September 07, 2008 Edition 1
Alyn Adams
Dear Minister Sonjica,
Just a note of support from a poorish white person, to remind you to keep your chins up in this time of tribulation. I say “poorish” because I know that, democratically speaking, I qualify as a prima facie elitest.
I was raised in an enclave of social and educational privilege, so my background could be characterised as previously advantaged, if you disregard disadvantages such as homophobia and religious brainwashing and the universal commercial disregard for the arty academic, not to mention the general plebeian distrust of intellectualism.
But, by the same token, as the sole breadwinner for an elective family of traditionally pigmented Africans of Malawian, Swazi and Diepslootian heritage, my colonialist leg-up hardly catapults me into the oligarchy. Yes, I have a job, but that’s about as far as my present-day advantage extends. I certainly don’t earn ministerial millions, or have the chance to vote myself a fat inflation-busting increase every year.
So, as I said, poorish. The family dogs have had to switch from Pedigree to Alpo, but the kids still get genuine tuna, at least.
Nevertheless, I can appreciate how hard it must be for one who has dedicated herself to saintly works uplifting the poor, to have her plans bedevilled by rich white people.
It’s even more annoying when the rich white people disguise themselves as poor black people about to be deprived of their very subsistence, just to thwart your plan to transform that ugly wasteland known as the Wild Coast into a pristine tourist attraction with beaches that rival Clifton. (At least, that’s how your mining partners are promising to leave it.)
And as for those rich white people hiring a lawyer with pro-poor struggle credentials as long as his arm – well, that just shows the dastardly deviousness to which those reactionaries are prepared to stoop.
And it’s all so harmful to international relationships, isn’t it? I mean, what are we to say to those nice Australian mining fellows, when these ingrates rebuff their philanthropic offer to tear all that nasty black goo out of our sand and rebuild our dunes to world-class, blue flag standards, practically free of charge?
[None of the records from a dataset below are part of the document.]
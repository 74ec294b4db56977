#![allow(dead_code)]

use gym_auth::camera::{CameraBackend, CaptureDevice, FacingMode, FrameStream, NullSurface};
use gym_auth::common::config::ScanConfig;
use gym_auth::common::{GymAuthError, Result};
use gym_auth::core::{DescriptorExtractor, FaceDescriptor, MatchLoop, ScanState, ScanUpdate};
use gym_auth::storage::AdminRecord;
use image::DynamicImage;
use std::sync::atomic::{AtomicUsize, Ordering};
use std::sync::Arc;
use std::time::Duration;
use tokio::sync::watch;

/// Call counts shared between a test and its fakes.
#[derive(Default)]
pub struct Calls {
    pub opens: AtomicUsize,
    pub stops: AtomicUsize,
    pub loads: AtomicUsize,
    pub extracts: AtomicUsize,
    /// Extract calls running right now, and the most seen at once.
    pub in_extract: AtomicUsize,
    pub max_in_extract: AtomicUsize,
}

impl Calls {
    pub fn opens(&self) -> usize { self.opens.load(Ordering::SeqCst) }
    pub fn stops(&self) -> usize { self.stops.load(Ordering::SeqCst) }
    pub fn loads(&self) -> usize { self.loads.load(Ordering::SeqCst) }
    pub fn extracts(&self) -> usize { self.extracts.load(Ordering::SeqCst) }
    pub fn max_in_extract(&self) -> usize { self.max_in_extract.load(Ordering::SeqCst) }
}

pub struct FakeBackend {
    pub calls: Arc<Calls>,
    pub fail_open: bool,
    /// How long `open` blocks before the device comes up.
    pub open_delay: Duration,
}

struct FakeStream {
    calls: Arc<Calls>,
}

impl FrameStream for FakeStream {
    fn next_frame(&mut self) -> Result<DynamicImage> {
        Ok(DynamicImage::new_luma8(8, 8))
    }

    fn stop(&mut self) {
        self.calls.stops.fetch_add(1, Ordering::SeqCst);
    }
}

impl CameraBackend for FakeBackend {
    fn open(&mut self, _facing: FacingMode) -> Result<Box<dyn FrameStream>> {
        std::thread::sleep(self.open_delay);
        if self.fail_open {
            return Err(GymAuthError::Capture("NotAllowedError: permission denied".into()));
        }
        self.calls.opens.fetch_add(1, Ordering::SeqCst);
        Ok(Box::new(FakeStream { calls: self.calls.clone() }))
    }
}

/// Returns a fixed live descriptor and reads templates as comma separated
/// floats.
pub struct FakeExtractor {
    pub calls: Arc<Calls>,
    pub live: Option<Vec<f32>>,
    pub fail_load: bool,
    /// How long each `extract` call blocks.
    pub delay: Duration,
    loaded: bool,
}

impl FakeExtractor {
    pub fn new(calls: Arc<Calls>, live: Option<Vec<f32>>) -> Self {
        Self { calls, live, fail_load: false, delay: Duration::ZERO, loaded: false }
    }
}

impl DescriptorExtractor for FakeExtractor {
    fn ensure_model_loaded(&mut self) -> Result<()> {
        if self.fail_load {
            return Err(GymAuthError::ModelLoad("weights missing".into()));
        }
        if !self.loaded {
            self.calls.loads.fetch_add(1, Ordering::SeqCst);
            self.loaded = true;
        }
        Ok(())
    }

    fn extract(&mut self, _frame: &DynamicImage) -> Result<Option<FaceDescriptor>> {
        self.calls.extracts.fetch_add(1, Ordering::SeqCst);
        let running = self.calls.in_extract.fetch_add(1, Ordering::SeqCst) + 1;
        self.calls.max_in_extract.fetch_max(running, Ordering::SeqCst);
        std::thread::sleep(self.delay);
        self.calls.in_extract.fetch_sub(1, Ordering::SeqCst);
        Ok(self.live.clone().map(FaceDescriptor::new))
    }

    fn decode_template(&mut self, template: &str) -> Result<Option<FaceDescriptor>> {
        template
            .split(',')
            .map(|v| v.trim().parse::<f32>())
            .collect::<std::result::Result<Vec<_>, _>>()
            .map(|v| Some(FaceDescriptor::new(v)))
            .map_err(|e| GymAuthError::Template(e.to_string()))
    }
}

pub fn admin(username: &str, template: Option<&str>) -> AdminRecord {
    AdminRecord {
        username: username.to_string(),
        password: Some(format!("{username}-pass")),
        phone: Some(format!("09{username}")),
        face_template: template.map(str::to_string),
        name: username.to_uppercase(),
        ..AdminRecord::default_admin()
    }
}

pub fn fast_scan() -> ScanConfig {
    ScanConfig { tick_interval_ms: 10, match_threshold: 0.6 }
}

pub fn match_loop(calls: &Arc<Calls>, extractor: FakeExtractor, fail_open: bool) -> MatchLoop<FakeExtractor> {
    let backend = FakeBackend { calls: calls.clone(), fail_open, open_delay: Duration::ZERO };
    match_loop_with(backend, extractor)
}

pub fn match_loop_with(backend: FakeBackend, extractor: FakeExtractor) -> MatchLoop<FakeExtractor> {
    let device = CaptureDevice::new(Box::new(backend), Arc::new(NullSurface));
    MatchLoop::new(device, extractor, &fast_scan(), FacingMode::User)
}

/// Waits until the published state satisfies `pred`, or the scan ends.
pub async fn wait_for_state(
    rx: &mut watch::Receiver<ScanUpdate>,
    pred: impl Fn(&ScanState) -> bool,
) -> ScanUpdate {
    tokio::time::timeout(Duration::from_secs(5), async {
        loop {
            {
                let update = rx.borrow_and_update();
                if pred(&update.state) {
                    return update.clone();
                }
            }
            if rx.changed().await.is_err() {
                return rx.borrow().clone();
            }
        }
    })
    .await
    .expect("timed out waiting for scan state")
}

/// Polls `cond` until it holds or five seconds pass.
pub async fn eventually(cond: impl Fn() -> bool) {
    tokio::time::timeout(Duration::from_secs(5), async {
        while !cond() {
            tokio::time::sleep(Duration::from_millis(5)).await;
        }
    })
    .await
    .expect("condition never became true");
}
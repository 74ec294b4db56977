use crate::common::{GymAuthError, Result};
use crate::storage::admin::AdminRecord;
use std::cmp::Ordering;
use std::path::Path;
use std::fs;
use std::sync::Arc;
use tokio::sync::watch;

/// Inserts the default super admin into an empty roster. Returns whether it
/// did, so the caller can write the seeded list back to the remote store.
pub fn seed_default_admin(admins: &mut Vec<AdminRecord>) -> bool {
    if !admins.is_empty() {
        return false;
    }
    tracing::warn!("Admin roster is empty, seeding default administrator");
    admins.push(AdminRecord::default_admin());
    true
}

/// Read side of the admin roster. Cheap to clone; every clone sees updates
/// published through the matching [`RosterFeed`].
#[derive(Debug, Clone)]
pub struct Roster {
    rx: watch::Receiver<Arc<Vec<AdminRecord>>>,
}

/// Write side of the roster, held by whatever keeps it in sync with the
/// remote store.
#[derive(Debug)]
pub struct RosterFeed {
    tx: watch::Sender<Arc<Vec<AdminRecord>>>,
}

impl Roster {
    pub fn channel(mut initial: Vec<AdminRecord>) -> (RosterFeed, Roster) {
        seed_default_admin(&mut initial);
        let (tx, rx) = watch::channel(Arc::new(initial));
        (RosterFeed { tx }, Roster { rx })
    }

    /// A roster that never changes. Unlike [`Roster::channel`] this does not
    /// seed an empty list.
    pub fn fixed(admins: Vec<AdminRecord>) -> Roster {
        let (_tx, rx) = watch::channel(Arc::new(admins));
        Roster { rx }
    }

    /// Current admins in roster order.
    pub fn snapshot(&self) -> Arc<Vec<AdminRecord>> {
        self.rx.borrow().clone()
    }
}

impl RosterFeed {
    /// Replaces the roster. Returns `true` when the default admin was seeded.
    pub fn publish(&self, mut admins: Vec<AdminRecord>) -> bool {
        let seeded = seed_default_admin(&mut admins);
        tracing::debug!("Roster updated: {} admin(s)", admins.len());
        self.tx.send_replace(Arc::new(admins));
        seeded
    }
}

/// Reads the local mirror of the `admins` collection. The remote store may
/// hand the collection back either as an array or as an object keyed by id;
/// both are accepted. A missing file is an empty roster.
pub fn load_roster_file(path: &Path) -> Result<Vec<AdminRecord>> {
    if !path.exists() {
        return Ok(Vec::new());
    }

    let raw: serde_json::Value = serde_json::from_slice(&fs::read(path)?)?;
    let admins = match raw {
        serde_json::Value::Null => Vec::new(),
        serde_json::Value::Array(items) => items
            .into_iter()
            .map(serde_json::from_value)
            .collect::<std::result::Result<Vec<AdminRecord>, _>>()?,
        serde_json::Value::Object(map) => {
            let mut entries: Vec<_> = map.into_iter().collect();
            entries.sort_by(|(a, _), (b, _)| key_order(a, b));
            entries
                .into_iter()
                .map(|(_, v)| serde_json::from_value(v))
                .collect::<std::result::Result<Vec<AdminRecord>, _>>()?
        }
        other => {
            return Err(GymAuthError::Storage(format!(
                "Unexpected roster format in {}: {}", path.display(), other
            )))
        }
    };

    Ok(admins)
}

/// Integer keys first in numeric order, then the rest by string, the same
/// order a JS object enumerates its keys in.
fn key_order(a: &str, b: &str) -> Ordering {
    match (a.parse::<u64>(), b.parse::<u64>()) {
        (Ok(x), Ok(y)) => x.cmp(&y),
        (Ok(_), Err(_)) => Ordering::Less,
        (Err(_), Ok(_)) => Ordering::Greater,
        (Err(_), Err(_)) => a.cmp(b),
    }
}

pub fn save_roster_file(path: &Path, admins: &[AdminRecord]) -> Result<()> {
    if let Some(parent) = path.parent() {
        fs::create_dir_all(parent)?;
    }
    fs::write(path, serde_json::to_vec_pretty(admins)?)?;
    Ok(())
}
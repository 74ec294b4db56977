use std::path::{Path, PathBuf};
use std::fs;
use directories::ProjectDirs;
use crate::common::{Config, DevMode, GymAuthError, Result};

pub fn system_config_file() -> PathBuf {
    PathBuf::from("/etc/gymauth/gym-auth.toml")
}

pub fn dev_config_file() -> PathBuf {
    PathBuf::from("configs/gym-auth.toml")
}

/// Where session and roster data live for this run.
#[derive(Debug, Clone)]
pub struct Paths {
    data_dir: PathBuf,
}

impl Paths {
    pub fn new(dev_mode: &DevMode, config: Option<&Config>) -> Result<Self> {
        let data_dir = if let Some(base) = dev_mode.base_dir() {
            base.to_path_buf()
        } else if let Some(dir) = config.and_then(|c| c.storage.data_dir.clone()) {
            dir
        } else {
            let dirs = ProjectDirs::from("com", "sipgym", "GymAuth")
                .ok_or_else(|| GymAuthError::Storage("Failed to get project dirs".into()))?;
            dirs.data_dir().to_path_buf()
        };

        Self::with_data_dir(data_dir)
    }

    pub fn with_data_dir(data_dir: PathBuf) -> Result<Self> {
        fs::create_dir_all(data_dir.join("session"))?;
        Ok(Self { data_dir })
    }

    pub fn data_dir(&self) -> &Path {
        &self.data_dir
    }

    pub fn session_dir(&self) -> PathBuf {
        self.data_dir.join("session")
    }

    /// Local mirror of the remote admin collection.
    pub fn roster_file(&self) -> PathBuf {
        self.data_dir.join("admins.json")
    }
}

/// Config lookup order: dev config in dev mode, then the system file, then
/// the dev file as a last resort.
pub fn config_file(dev_mode: &DevMode) -> PathBuf {
    if dev_mode.is_enabled() {
        return dev_config_file();
    }
    let system = system_config_file();
    if system.exists() { system } else { dev_config_file() }
}
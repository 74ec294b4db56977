// Core modules
pub mod core;
pub mod camera;
pub mod storage;
pub mod cli;
pub mod common;

// Re-export commonly used types
pub use common::{Config, DevMode, GymAuthError, Paths, Result};
pub use core::{
    DescriptorExtractor, FaceDescriptor, LoginGate, LoginHandoff, LoginMode, MatchLoop,
    OnnxExtractor, ScanOutcome, ScanState, ScanUpdate,
};
pub use camera::{CaptureDevice, CaptureHandle, FacingMode};
pub use storage::{AdminRecord, Roster, RosterFeed, SessionStore};
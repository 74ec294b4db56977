//! Face login scan loop.
//!
//! A scan acquires the camera, makes sure the descriptor model is loaded, then
//! ticks on a fixed interval. Each tick grabs a frame, extracts a descriptor
//! and walks the roster in order looking for the first admin whose stored
//! template is close enough. The loop only ends on a match, a capture or
//! model failure, or cancellation; there is no attempt limit.
//!
//! Tick work runs on the blocking pool. A tick that fires while the previous
//! one is still running is skipped, and once a scan is cancelled any result
//! still in flight is discarded.

use crate::camera::{CaptureDevice, CaptureHandle, FacingMode};
use crate::common::config::ScanConfig;
use crate::common::{GymAuthError, Result};
use crate::core::extractor::{distance, DescriptorExtractor, FaceDescriptor};
use crate::storage::{AdminRecord, Roster};
use std::sync::{Arc, Mutex, MutexGuard, PoisonError};
use std::time::Duration;
use tokio::sync::{oneshot, watch};
use tokio::task::{JoinError, JoinHandle};
use tokio::time::{interval_at, Instant, MissedTickBehavior};

pub const MSG_IDLE: &str = "Idle";
pub const MSG_STARTING_CAMERA: &str = "Starting camera...";
pub const MSG_LOADING_MODEL: &str = "Loading model...";
pub const MSG_SCANNING: &str = "Scanning for face...";
pub const MSG_NO_FACE: &str = "No face found...";
pub const MSG_COMPARING: &str = "Comparing...";
pub const MSG_NO_MATCH: &str = "No match. Retrying...";
pub const MSG_MATCHED: &str = "Success!";
pub const MSG_CANCELLED: &str = "Cancelled";

#[derive(Debug, Clone, PartialEq)]
pub enum ScanState {
    Idle,
    Initializing,
    Scanning,
    Comparing,
    Matched(AdminRecord),
    /// Still scanning; the last frame had no face in it.
    NoFaceDetected,
    Error(String),
}

impl ScanState {
    /// The loop is live and ticking.
    pub fn is_scanning(&self) -> bool {
        matches!(self, ScanState::Scanning | ScanState::Comparing | ScanState::NoFaceDetected)
    }
}

/// State plus the status line shown to the user.
#[derive(Debug, Clone, PartialEq)]
pub struct ScanUpdate {
    pub state: ScanState,
    pub message: String,
}

impl ScanUpdate {
    fn new(state: ScanState, message: &str) -> Self {
        Self { state, message: message.to_string() }
    }
}

#[derive(Debug)]
pub enum ScanOutcome {
    Matched(AdminRecord),
    Cancelled,
    Failed(GymAuthError),
}

/// Invoked once with the matched admin before the scan reports success.
pub type MatchCallback = Box<dyn FnOnce(&AdminRecord) -> Result<()> + Send + Sync>;

/// First admin, in roster order, whose template is strictly closer than
/// `threshold` to `live`. Admins without a template are skipped, as are
/// templates that fail to decode or contain no face.
pub fn find_match<'a, F>(
    roster: &'a [AdminRecord],
    live: &FaceDescriptor,
    threshold: f32,
    mut decode: F,
) -> Option<&'a AdminRecord>
where
    F: FnMut(&str) -> Result<Option<FaceDescriptor>>,
{
    for admin in roster {
        let Some(template) = admin.stored_template() else {
            continue;
        };

        let stored = match decode(template) {
            Ok(Some(descriptor)) => descriptor,
            Ok(None) => {
                tracing::debug!("No face in stored template for {}", admin.username);
                continue;
            }
            Err(e) => {
                tracing::warn!("Skipping template for {}: {}", admin.username, e);
                continue;
            }
        };

        let d = distance(live, &stored);
        tracing::debug!("Distance to {}: {:.3}", admin.username, d);
        if d < threshold {
            return Some(admin);
        }
    }

    None
}

fn lock<T>(mutex: &Mutex<T>) -> MutexGuard<'_, T> {
    mutex.lock().unwrap_or_else(PoisonError::into_inner)
}

fn joined<T>(result: std::result::Result<Result<T>, JoinError>) -> Result<T> {
    result.map_err(|e| GymAuthError::Other(anyhow::anyhow!("Scan worker failed: {}", e)))?
}

async fn join_in_flight<T>(job: &mut Option<JoinHandle<T>>) -> std::result::Result<T, JoinError> {
    match job {
        Some(handle) => handle.await,
        None => std::future::pending().await,
    }
}

/// Serialises status updates so nothing is published after the scan has
/// reached a terminal state.
struct StatusPublisher {
    tx: watch::Sender<ScanUpdate>,
    closed: Mutex<bool>,
}

impl StatusPublisher {
    fn publish(&self, state: ScanState, message: &str) {
        let closed = lock(&self.closed);
        if *closed {
            return;
        }
        tracing::debug!("Scan status: {}", message);
        self.tx.send_replace(ScanUpdate::new(state, message));
    }

    fn finish(&self, state: ScanState, message: &str) {
        let mut closed = lock(&self.closed);
        if *closed {
            return;
        }
        *closed = true;
        tracing::debug!("Scan finished: {}", message);
        self.tx.send_replace(ScanUpdate::new(state, message));
    }
}

enum TickResult {
    NoFace,
    NoMatch,
    Matched(AdminRecord),
}

/// Face login driver. Owns the camera and the descriptor extractor across
/// scans so the model is only ever loaded once.
pub struct MatchLoop<E: DescriptorExtractor> {
    device: Arc<Mutex<CaptureDevice>>,
    extractor: Arc<Mutex<E>>,
    facing: FacingMode,
    tick_interval: Duration,
    threshold: f32,
}

impl<E: DescriptorExtractor> MatchLoop<E> {
    pub fn new(device: CaptureDevice, extractor: E, config: &ScanConfig, facing: FacingMode) -> Self {
        Self {
            device: Arc::new(Mutex::new(device)),
            extractor: Arc::new(Mutex::new(extractor)),
            facing,
            tick_interval: Duration::from_millis(config.tick_interval_ms),
            threshold: config.match_threshold,
        }
    }

    pub fn device_held(&self) -> bool {
        lock(&self.device).is_held()
    }

    /// Spawns a scan on the current tokio runtime.
    pub fn start(&self, roster: Roster, on_match: MatchCallback) -> ScanHandle {
        let (tx, updates) = watch::channel(ScanUpdate::new(ScanState::Idle, MSG_IDLE));
        let (cancel, cancel_rx) = oneshot::channel();

        let task = ScanTask {
            device: self.device.clone(),
            extractor: self.extractor.clone(),
            facing: self.facing,
            tick_interval: self.tick_interval,
            threshold: self.threshold,
            roster,
            publisher: Arc::new(StatusPublisher { tx, closed: Mutex::new(false) }),
            on_match: Some(on_match),
        };

        ScanHandle {
            cancel: Some(cancel),
            updates,
            task: tokio::spawn(task.run(cancel_rx)),
        }
    }
}

/// A running scan. Dropping the handle cancels the scan and releases the
/// camera.
pub struct ScanHandle {
    cancel: Option<oneshot::Sender<()>>,
    updates: watch::Receiver<ScanUpdate>,
    task: JoinHandle<ScanOutcome>,
}

impl ScanHandle {
    pub fn current(&self) -> ScanUpdate {
        self.updates.borrow().clone()
    }

    pub fn subscribe(&self) -> watch::Receiver<ScanUpdate> {
        self.updates.clone()
    }

    pub fn is_finished(&self) -> bool {
        self.task.is_finished()
    }

    /// Stops the scan. Resolves once the camera has been released.
    pub async fn cancel(mut self) -> ScanOutcome {
        if let Some(cancel) = self.cancel.take() {
            let _ = cancel.send(());
        }
        Self::join(self.task).await
    }

    /// Waits for the scan to end on its own (match or failure).
    pub async fn wait(self) -> ScanOutcome {
        let ScanHandle { cancel, task, .. } = self;
        let outcome = Self::join(task).await;
        drop(cancel);
        outcome
    }

    async fn join(task: JoinHandle<ScanOutcome>) -> ScanOutcome {
        task.await.unwrap_or_else(|e| {
            ScanOutcome::Failed(GymAuthError::Other(anyhow::anyhow!("Scan task failed: {}", e)))
        })
    }
}

struct ScanTask<E: DescriptorExtractor> {
    device: Arc<Mutex<CaptureDevice>>,
    extractor: Arc<Mutex<E>>,
    facing: FacingMode,
    tick_interval: Duration,
    threshold: f32,
    roster: Roster,
    publisher: Arc<StatusPublisher>,
    on_match: Option<MatchCallback>,
}

impl<E: DescriptorExtractor> ScanTask<E> {
    async fn run(mut self, mut cancel: oneshot::Receiver<()>) -> ScanOutcome {
        self.publisher.publish(ScanState::Initializing, MSG_STARTING_CAMERA);

        let device = self.device.clone();
        let facing = self.facing;
        let mut acquire = tokio::task::spawn_blocking(move || {
            let mut device = lock(&device);
            device.acquire(facing)
        });
        let handle = tokio::select! {
            biased;
            _ = &mut cancel => {
                // The open can't be interrupted; wait for it so the camera is
                // closed before the cancel resolves.
                let opened = joined((&mut acquire).await).ok().map(|h| Arc::new(Mutex::new(h)));
                return cancelled(self.publisher.clone(), opened, None).await;
            }
            res = &mut acquire => match joined(res) {
                Ok(handle) => Arc::new(Mutex::new(handle)),
                Err(e) => return self.failed(e, None),
            },
        };

        self.publisher.publish(ScanState::Initializing, MSG_LOADING_MODEL);
        let extractor = self.extractor.clone();
        let load = tokio::task::spawn_blocking(move || {
            let mut extractor = lock(&extractor);
            extractor.ensure_model_loaded()
        });
        tokio::select! {
            biased;
            _ = &mut cancel => return cancelled(self.publisher.clone(), Some(handle), None).await,
            res = load => {
                if let Err(e) = joined(res) {
                    return self.failed(e, Some(&handle));
                }
            }
        }

        self.publisher.publish(ScanState::Scanning, MSG_SCANNING);
        tracing::info!("Face scan started ({} ms interval)", self.tick_interval.as_millis());

        let mut ticker = interval_at(Instant::now() + self.tick_interval, self.tick_interval);
        ticker.set_missed_tick_behavior(MissedTickBehavior::Skip);
        let mut in_flight: Option<JoinHandle<Result<TickResult>>> = None;

        loop {
            tokio::select! {
                biased;
                _ = &mut cancel => return cancelled(self.publisher.clone(), Some(handle), in_flight).await,
                res = join_in_flight(&mut in_flight), if in_flight.is_some() => {
                    in_flight = None;
                    match joined(res) {
                        Ok(TickResult::NoFace) => {
                            self.publisher.publish(ScanState::NoFaceDetected, MSG_NO_FACE);
                        }
                        Ok(TickResult::NoMatch) => {
                            self.publisher.publish(ScanState::Scanning, MSG_NO_MATCH);
                        }
                        Ok(TickResult::Matched(admin)) => {
                            lock(&handle).release();
                            return self.matched(admin);
                        }
                        Err(e @ (GymAuthError::Capture(_) | GymAuthError::ModelLoad(_))) => {
                            return self.failed(e, Some(&handle));
                        }
                        Err(e) => tracing::warn!("Scan tick failed: {}", e),
                    }
                }
                _ = ticker.tick() => {
                    if in_flight.is_some() {
                        tracing::debug!("Previous tick still running, skipping this one");
                        continue;
                    }
                    in_flight = Some(self.spawn_tick(handle.clone()));
                }
            }
        }
    }

    fn spawn_tick(&self, handle: Arc<Mutex<CaptureHandle>>) -> JoinHandle<Result<TickResult>> {
        let extractor = self.extractor.clone();
        let roster = self.roster.snapshot();
        let threshold = self.threshold;
        let publisher = self.publisher.clone();

        tokio::task::spawn_blocking(move || {
            let frame = lock(&handle).capture_frame()?;
            let mut extractor = lock(&extractor);

            let Some(live) = extractor.extract(&frame)? else {
                return Ok(TickResult::NoFace);
            };

            publisher.publish(ScanState::Comparing, MSG_COMPARING);
            let matched = find_match(&roster, &live, threshold, |t| extractor.decode_template(t));
            Ok(match matched {
                Some(admin) => TickResult::Matched(admin.clone()),
                None => TickResult::NoMatch,
            })
        })
    }

    fn matched(&mut self, admin: AdminRecord) -> ScanOutcome {
        tracing::info!("Face matched admin {}", admin.username);

        if let Some(on_match) = self.on_match.take() {
            if let Err(e) = on_match(&admin) {
                return self.failed(e, None);
            }
        }

        self.publisher.finish(ScanState::Matched(admin.clone()), MSG_MATCHED);
        ScanOutcome::Matched(admin)
    }

    fn failed(&self, error: GymAuthError, handle: Option<&Arc<Mutex<CaptureHandle>>>) -> ScanOutcome {
        if let Some(handle) = handle {
            lock(handle).release();
        }
        tracing::warn!("Face scan failed: {}", error);
        let reason = error.to_string();
        self.publisher.finish(ScanState::Error(reason.clone()), &reason);
        ScanOutcome::Failed(error)
    }
}

async fn cancelled(
    publisher: Arc<StatusPublisher>,
    handle: Option<Arc<Mutex<CaptureHandle>>>,
    in_flight: Option<JoinHandle<Result<TickResult>>>,
) -> ScanOutcome {
    publisher.finish(ScanState::Idle, MSG_CANCELLED);

    if let Some(job) = in_flight {
        // Let the tick finish with the camera, then drop whatever it found
        let _ = job.await;
        tracing::debug!("Discarded in-flight tick after cancel");
    }
    if let Some(handle) = handle {
        lock(&handle).release();
    }

    tracing::info!("Face scan cancelled");
    ScanOutcome::Cancelled
}
pub mod config;
pub mod dev_mode;
pub mod error;
pub mod paths;

pub use config::Config;
pub use dev_mode::DevMode;
pub use error::{GymAuthError, Result};
pub use paths::{Paths, config_file, system_config_file};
By the way, congratulations on finding an Australian mining conglomerate that isn’t designed to channel most of its profits to rich white people – that must have been a pleasant, albeit unexpected, surprise.
What a burden they must be to you, all those rich white people who infest the Wild Coast – and you mustn’t be taken in by the way they’ve adopted ethnic surnames and live in overcrowded villages without electricity and running water, the cunning counter-revolutionaries – they’re obviously rich white people who pooh-pooh the 80 jobs this massive development promises to create.
I wouldn’t blame you if you got so irritated by this ungrateful bunch that you scrapped the whole deal. Let ‘em keep their dirty beaches and their unemployment levels, I say. What business have rich white people got being employed, anyway – even the really tanned, malnourished ones who speak nothing but Xhosa?
As a fearless legislator who has done so much for the arts, water affairs and the regular supply of Eskom electricity in her various portfolios, I reckon you’re well within your rights to cut them off from this splendid opportunity and shift it elsewhere.
So why not get your earnest Aussie do-gooders to move their dune-mining to Durban, instead? It’s one of our supposed tourism jewels, and for way too long we’ve had to apologise to visitors and explain, “No, it’s not an oil slick, it’s the titanium in the sand”.
I’m sure most Durbanites would rather say, “Take our titanium . . . please!”
And the Aussie mining company won’t even get flak from bunny huggers and troublemaking lawyers. After all, nobody’s going to complain that mining will screw up Durban’s beachfront, because Mike Sutcliffe and his posse have done such a good job of screwing it up already.
There’s pooh in the water, stompies in the sand, piers disrupting the natural flow of the current, and the next big storm could wash all our valuable titanium down to Plett. Compared to problems like that, a massive dredger off the Bay of Plenty sucking up the muck and spewing out the gorgeous golden sands that the Wild Coast is so short-sightedly rejecting may actually be an improvement.
And even if it isn’t, it will generate lots of gravy for you and Mike to split between you. The last thing on your mind, I’m sure, but after all the hassle you’ve been put through by those rich white people, it’s the least you deserve.